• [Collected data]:
++++++

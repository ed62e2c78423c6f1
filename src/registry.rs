//! Host registration: named view renderers and the configuration hosts supply.
//!
//! A host keeps a `RendererRegistry` and picks a renderer by name at render
//! time. `register_defaults` installs the bridge under `ENGINE_NAME`, built
//! from the host's views directory.

use crate::{BridgeConfig, Error, RenderBridge, Result, TemplateContext};
use serde::Deserialize;
use std::collections::BTreeMap;
use std::path::{Path, PathBuf};
use std::sync::Arc;

/// Name the bridge is registered under by `register_defaults`.
pub const ENGINE_NAME: &str = "tilt";

/// Configuration supplied by the host application
#[derive(Debug, Clone, Deserialize)]
pub struct HostConfig {
    /// Directory holding the templates and the adapter executable
    pub views_dir: PathBuf,
    /// Bridge settings; defaults apply when omitted
    #[serde(default)]
    pub bridge: BridgeConfig,
}

impl HostConfig {
    pub fn new(views_dir: impl Into<PathBuf>) -> Self {
        Self {
            views_dir: views_dir.into(),
            bridge: BridgeConfig::default(),
        }
    }

    pub fn from_json_file(path: impl AsRef<Path>) -> Result<Self> {
        crate::read_json_config(path.as_ref())
    }
}

/// Something that turns a template path and context into output bytes.
pub trait ViewRenderer: Send + Sync {
    /// Render the template at `path` (relative to the renderer's views directory).
    fn make(&self, path: &str, context: &TemplateContext) -> Result<Vec<u8>>;

    /// Whether hosts may cache this renderer's output. Renders are never cached by default.
    fn should_cache(&self) -> bool {
        false
    }
}

impl ViewRenderer for RenderBridge {
    fn make(&self, path: &str, context: &TemplateContext) -> Result<Vec<u8>> {
        self.render(path, context)
    }
}

impl RenderBridge {
    /// Build a bridge from the host's views directory and bridge settings.
    pub fn from_host_config(host: &HostConfig) -> Result<Self> {
        RenderBridge::new(host.views_dir.clone(), host.bridge.clone())
    }
}

/// Renderers keyed by engine name
#[derive(Default, Clone)]
pub struct RendererRegistry {
    renderers: BTreeMap<String, Arc<dyn ViewRenderer>>,
}

impl RendererRegistry {
    pub fn new() -> Self {
        Self::default()
    }

    /// Register `renderer` under `name`, returning any renderer it replaced.
    pub fn register<R>(&mut self, name: impl Into<String>, renderer: R) -> Option<Arc<dyn ViewRenderer>>
    where
        R: ViewRenderer + 'static,
    {
        self.renderers.insert(name.into(), Arc::new(renderer))
    }

    pub fn get(&self, name: &str) -> Option<Arc<dyn ViewRenderer>> {
        self.renderers.get(name).cloned()
    }

    pub fn contains(&self, name: &str) -> bool {
        self.renderers.contains_key(name)
    }

    /// Registered names in sorted order
    pub fn names(&self) -> impl Iterator<Item = &str> {
        self.renderers.keys().map(String::as_str)
    }

    /// Render through the renderer registered as `name`.
    pub fn render(&self, name: &str, path: &str, context: &TemplateContext) -> Result<Vec<u8>> {
        let renderer = self
            .renderers
            .get(name)
            .ok_or_else(|| Error::RendererNotFound(name.to_string()))?;
        renderer.make(path, context)
    }
}

impl std::fmt::Debug for RendererRegistry {
    fn fmt(&self, f: &mut std::fmt::Formatter<'_>) -> std::fmt::Result {
        f.debug_struct("RendererRegistry")
            .field("renderers", &self.renderers.keys().collect::<Vec<_>>())
            .finish()
    }
}

/// Install the bridge under `ENGINE_NAME` using the host configuration.
pub fn register_defaults(registry: &mut RendererRegistry, host: &HostConfig) -> Result<()> {
    let bridge = RenderBridge::from_host_config(host)?;
    if registry.register(ENGINE_NAME, bridge).is_some() {
        log::debug!("replaced existing '{}' renderer", ENGINE_NAME);
    }
    Ok(())
}
use career_match_api::run;

#[tokio::main]
async fn main() {
    if let Err(err) = run().await {
        eprintln!("application error: {err}");
        std::process::exit(1);
    }
}
use std::cmp::Ordering;

/// Orders `items` by descending score and keeps the first `limit`.
///
/// The sort is stable, so equal scores keep their input (catalog) order.
pub fn top_k<T, F>(mut items: Vec<T>, limit: usize, score: F) -> Vec<T>
where
    F: Fn(&T) -> f64,
{
    items.sort_by(|left, right| {
        score(right)
            .partial_cmp(&score(left))
            .unwrap_or(Ordering::Equal)
    });
    items.truncate(limit);
    items
}
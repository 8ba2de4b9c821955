use crate::report::{run_attribute_suggestions, run_mbti_suggestions, AttributeArgs, MbtiArgs};
use crate::server;
use career_match::error::AppError;
use clap::{Args, Parser, Subcommand};
use std::path::PathBuf;

#[derive(Parser, Debug)]
#[command(
    name = "Career Match",
    about = "Serve and query career suggestions from the command line",
    version
)]
struct Cli {
    #[command(subcommand)]
    command: Option<Command>,
}

#[derive(Subcommand, Debug)]
enum Command {
    /// Start the HTTP service (default command)
    Serve(ServeArgs),
    /// Print suggestions for a questionnaire without starting the server
    Suggest {
        #[command(subcommand)]
        command: SuggestCommand,
    },
}

#[derive(Subcommand, Debug)]
enum SuggestCommand {
    /// Classify sixteen MBTI answers (or take a type directly) and rank careers
    Mbti(MbtiArgs),
    /// Rank careers against the nine-attribute questionnaire
    Attributes(AttributeArgs),
}

#[derive(Args, Debug, Default)]
pub(crate) struct ServeArgs {
    /// Override the configured host for the HTTP server
    #[arg(long)]
    pub(crate) host: Option<String>,
    /// Override the configured port for the HTTP server
    #[arg(long)]
    pub(crate) port: Option<u16>,
    /// Override the configured career catalog path
    #[arg(long)]
    pub(crate) catalog: Option<PathBuf>,
}

pub(crate) async fn run() -> Result<(), AppError> {
    let cli = Cli::parse();
    let command = cli
        .command
        .unwrap_or_else(|| Command::Serve(ServeArgs::default()));

    match command {
        Command::Serve(args) => server::run(args).await,
        Command::Suggest {
            command: SuggestCommand::Mbti(args),
        } => run_mbti_suggestions(args),
        Command::Suggest {
            command: SuggestCommand::Attributes(args),
        } => run_attribute_suggestions(args),
    }
}
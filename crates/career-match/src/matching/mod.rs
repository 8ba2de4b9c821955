//! Questionnaire classification, scoring, and ranking.

pub mod criteria;
pub mod legacy;
pub mod mbti;
pub mod ranking;

pub use criteria::{
    Comparison, CriteriaError, CriteriaScorer, CriteriaTable, Criterion, CriterionScore,
    ScoreBreakdown, ScoringError,
};
pub use legacy::{LegacyAnswers, LegacyMatch, LEGACY_ATTRIBUTE_COUNT};
pub use mbti::{MbtiType, Preference, PreferenceCounts, REQUIRED_ANSWERS};
pub use ranking::top_k;

use serde_json::{Map, Value};

/// Rejections for questionnaire bodies that cannot be scored.
#[derive(Debug, Clone, PartialEq, Eq, thiserror::Error)]
pub enum AnswerError {
    #[error("answers must be a JSON object")]
    NotAnObject,
    #[error("answers must not be empty")]
    Empty,
    #[error("{required} answers are required, found {found}")]
    TooFewAnswers { required: usize, found: usize },
    #[error("'{0}' is not a valid MBTI type")]
    UnknownType(String),
}

pub(crate) fn answer_object(value: &Value) -> Result<&Map<String, Value>, AnswerError> {
    value.as_object().ok_or(AnswerError::NotAnObject)
}
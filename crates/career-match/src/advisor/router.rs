use std::sync::Arc;

use axum::{
    extract::{rejection::JsonRejection, State},
    http::StatusCode,
    response::{IntoResponse, Response},
    routing::post,
    Json, Router,
};
use serde_json::{json, Value};
use tracing::{error, info, warn};

use super::service::{AdvisorError, CareerAdvisor};

/// Router builder exposing both suggestion endpoints.
pub fn advisor_router(advisor: Arc<CareerAdvisor>) -> Router {
    Router::new()
        .route("/api/mbti-suggest", post(mbti_suggest_handler))
        .route("/api/suggest-career", post(suggest_career_handler))
        .with_state(advisor)
}

pub(crate) async fn mbti_suggest_handler(
    State(advisor): State<Arc<CareerAdvisor>>,
    payload: Result<Json<Value>, JsonRejection>,
) -> Response {
    let Json(answers) = match payload {
        Ok(body) => body,
        Err(rejection) => return rejected_body(rejection),
    };

    match advisor.suggest_by_mbti(&answers) {
        Ok(result) => {
            info!(
                mbti_type = %result.mbti_type,
                suggestions = result.suggestions.len(),
                "mbti suggestions served"
            );
            (StatusCode::OK, Json(result)).into_response()
        }
        Err(err) => error_response(err),
    }
}

pub(crate) async fn suggest_career_handler(
    State(advisor): State<Arc<CareerAdvisor>>,
    payload: Result<Json<Value>, JsonRejection>,
) -> Response {
    let Json(answers) = match payload {
        Ok(body) => body,
        Err(rejection) => return rejected_body(rejection),
    };

    match advisor.suggest_by_attributes(&answers) {
        Ok(suggestions) => {
            info!(suggestions = suggestions.len(), "career suggestions served");
            (StatusCode::OK, Json(suggestions)).into_response()
        }
        Err(err) => error_response(err),
    }
}

fn rejected_body(rejection: JsonRejection) -> Response {
    warn!(reason = %rejection.body_text(), "rejected malformed request body");
    let payload = json!({
        "error": "request body must be a JSON object",
    });
    (StatusCode::BAD_REQUEST, Json(payload)).into_response()
}

fn error_response(err: AdvisorError) -> Response {
    match err {
        AdvisorError::InvalidInput(reason) => {
            warn!(%reason, "rejected questionnaire answers");
            let payload = json!({
                "error": reason.to_string(),
            });
            (StatusCode::BAD_REQUEST, Json(payload)).into_response()
        }
        AdvisorError::Configuration(reason) => {
            error!(%reason, "criteria table could not score request");
            let payload = json!({
                "error": "career criteria are misconfigured",
            });
            (StatusCode::INTERNAL_SERVER_ERROR, Json(payload)).into_response()
        }
    }
}
use super::{answer_object, AnswerError};
use serde::{Deserialize, Deserializer, Serialize, Serializer};
use serde_json::{Map, Value};
use std::fmt;
use std::str::FromStr;

/// Number of questionnaire entries needed before a type is derived.
pub const REQUIRED_ANSWERS: usize = 16;

/// One pole of an MBTI dichotomy.
#[derive(Debug, Clone, Copy, PartialEq, Eq, Hash, PartialOrd, Ord)]
pub enum Preference {
    Extraversion,
    Introversion,
    Sensing,
    Intuition,
    Thinking,
    Feeling,
    Judging,
    Perceiving,
}

impl Preference {
    pub const ALL: [Preference; 8] = [
        Preference::Extraversion,
        Preference::Introversion,
        Preference::Sensing,
        Preference::Intuition,
        Preference::Thinking,
        Preference::Feeling,
        Preference::Judging,
        Preference::Perceiving,
    ];

    pub fn letter(self) -> char {
        match self {
            Preference::Extraversion => 'E',
            Preference::Introversion => 'I',
            Preference::Sensing => 'S',
            Preference::Intuition => 'N',
            Preference::Thinking => 'T',
            Preference::Feeling => 'F',
            Preference::Judging => 'J',
            Preference::Perceiving => 'P',
        }
    }

    /// Answers are matched case-sensitively, so `"i"` is not a vote for introversion.
    pub fn from_answer(answer: &str) -> Option<Self> {
        match answer {
            "E" => Some(Preference::Extraversion),
            "I" => Some(Preference::Introversion),
            "S" => Some(Preference::Sensing),
            "N" => Some(Preference::Intuition),
            "T" => Some(Preference::Thinking),
            "F" => Some(Preference::Feeling),
            "J" => Some(Preference::Judging),
            "P" => Some(Preference::Perceiving),
            _ => None,
        }
    }

    fn index(self) -> usize {
        self as usize
    }

    fn axis(self) -> usize {
        self.index() / 2
    }
}

/// Tally of answers per preference letter.
#[derive(Debug, Clone, Copy, Default, PartialEq, Eq)]
pub struct PreferenceCounts {
    counts: [u32; 8],
}

impl PreferenceCounts {
    /// Counts every value that is exactly one of the eight letters; anything else is skipped.
    pub fn tally<'a, I>(answers: I) -> Self
    where
        I: IntoIterator<Item = &'a Value>,
    {
        let mut tally = Self::default();
        for preference in answers
            .into_iter()
            .filter_map(Value::as_str)
            .filter_map(Preference::from_answer)
        {
            tally.counts[preference.index()] += 1;
        }
        tally
    }

    pub fn get(&self, preference: Preference) -> u32 {
        self.counts[preference.index()]
    }

    /// Derives the type by majority per axis. Ties fall to the second letter
    /// of the first three axes (I, N, F).
    ///
    /// The lifestyle axis is labeled the other way round: a Judging majority
    /// yields `P` and anything else yields `J`. Clients already depend on that
    /// labeling, so it is kept as is.
    pub fn resolve(&self) -> MbtiType {
        let majority = |first: Preference, second: Preference| {
            if self.get(first) > self.get(second) {
                first
            } else {
                second
            }
        };

        let lifestyle = if self.get(Preference::Judging) > self.get(Preference::Perceiving) {
            Preference::Perceiving
        } else {
            Preference::Judging
        };

        MbtiType {
            letters: [
                majority(Preference::Extraversion, Preference::Introversion),
                majority(Preference::Sensing, Preference::Intuition),
                majority(Preference::Thinking, Preference::Feeling),
                lifestyle,
            ],
        }
    }
}

/// Four-letter personality type, one preference per axis.
#[derive(Debug, Clone, Copy, PartialEq, Eq, Hash, PartialOrd, Ord)]
pub struct MbtiType {
    letters: [Preference; 4],
}

impl MbtiType {
    pub fn new(letters: [Preference; 4]) -> Option<Self> {
        let ordered = letters
            .iter()
            .enumerate()
            .all(|(axis, preference)| preference.axis() == axis);
        ordered.then_some(Self { letters })
    }

    /// Classifies a questionnaire body: a JSON object with at least
    /// [`REQUIRED_ANSWERS`] entries. Keys are not inspected.
    pub fn classify(answers: &Value) -> Result<Self, AnswerError> {
        Self::classify_map(answer_object(answers)?)
    }

    pub fn classify_map(answers: &Map<String, Value>) -> Result<Self, AnswerError> {
        if answers.len() < REQUIRED_ANSWERS {
            return Err(AnswerError::TooFewAnswers {
                required: REQUIRED_ANSWERS,
                found: answers.len(),
            });
        }

        Ok(PreferenceCounts::tally(answers.values()).resolve())
    }

    /// Every valid combination, in E/I, S/N, T/F, J/P order.
    pub fn all() -> impl Iterator<Item = MbtiType> {
        (0..16usize).map(|bits| MbtiType {
            letters: [0usize, 1, 2, 3].map(|axis| {
                let second = (bits >> (3 - axis)) & 1;
                Preference::ALL[axis * 2 + second]
            }),
        })
    }

    pub fn letters(&self) -> [Preference; 4] {
        self.letters
    }
}

impl fmt::Display for MbtiType {
    fn fmt(&self, f: &mut fmt::Formatter<'_>) -> fmt::Result {
        for preference in self.letters {
            write!(f, "{}", preference.letter())?;
        }
        Ok(())
    }
}

impl FromStr for MbtiType {
    type Err = AnswerError;

    fn from_str(raw: &str) -> Result<Self, Self::Err> {
        let invalid = || AnswerError::UnknownType(raw.to_string());
        let normalized = raw.trim().to_ascii_uppercase();
        if normalized.len() != 4 {
            return Err(invalid());
        }

        let mut letters = [Preference::Extraversion; 4];
        for (slot, ch) in letters.iter_mut().zip(normalized.chars()) {
            *slot = Preference::from_answer(ch.encode_utf8(&mut [0; 4])).ok_or_else(invalid)?;
        }

        Self::new(letters).ok_or_else(invalid)
    }
}

impl Serialize for MbtiType {
    fn serialize<S: Serializer>(&self, serializer: S) -> Result<S::Ok, S::Error> {
        serializer.collect_str(self)
    }
}

impl<'de> Deserialize<'de> for MbtiType {
    fn deserialize<D: Deserializer<'de>>(deserializer: D) -> Result<Self, D::Error> {
        let raw = String::deserialize(deserializer)?;
        raw.parse().map_err(serde::de::Error::custom)
    }
}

++++++

• [WHAT THIS TASK INVOLVES]: In the entries above, find the line holding "for preference in self.letters" and the line holding "for (slot, ch)", then retype exactly those two lines and every line between them, and nothing else.

• [OUTPUT FOR THIS TASK]:
        for preference in self.letters {
            write!(f, "{}", preference.letter())?;
        }
        Ok(())
    }
}

impl FromStr for MbtiType {
    type Err = AnswerError;

    fn from_str(raw: &str) -> Result<Self, Self::Err> {
        let invalid = || AnswerError::UnknownType(raw.to_string());
        let normalized = raw.trim().to_ascii_uppercase();
        if normalized.len() != 4 {
            return Err(invalid());
        }

        let mut letters = [Preference::Extraversion; 4];
        for (slot, ch) in letters.iter_mut().zip(normalized.chars()) {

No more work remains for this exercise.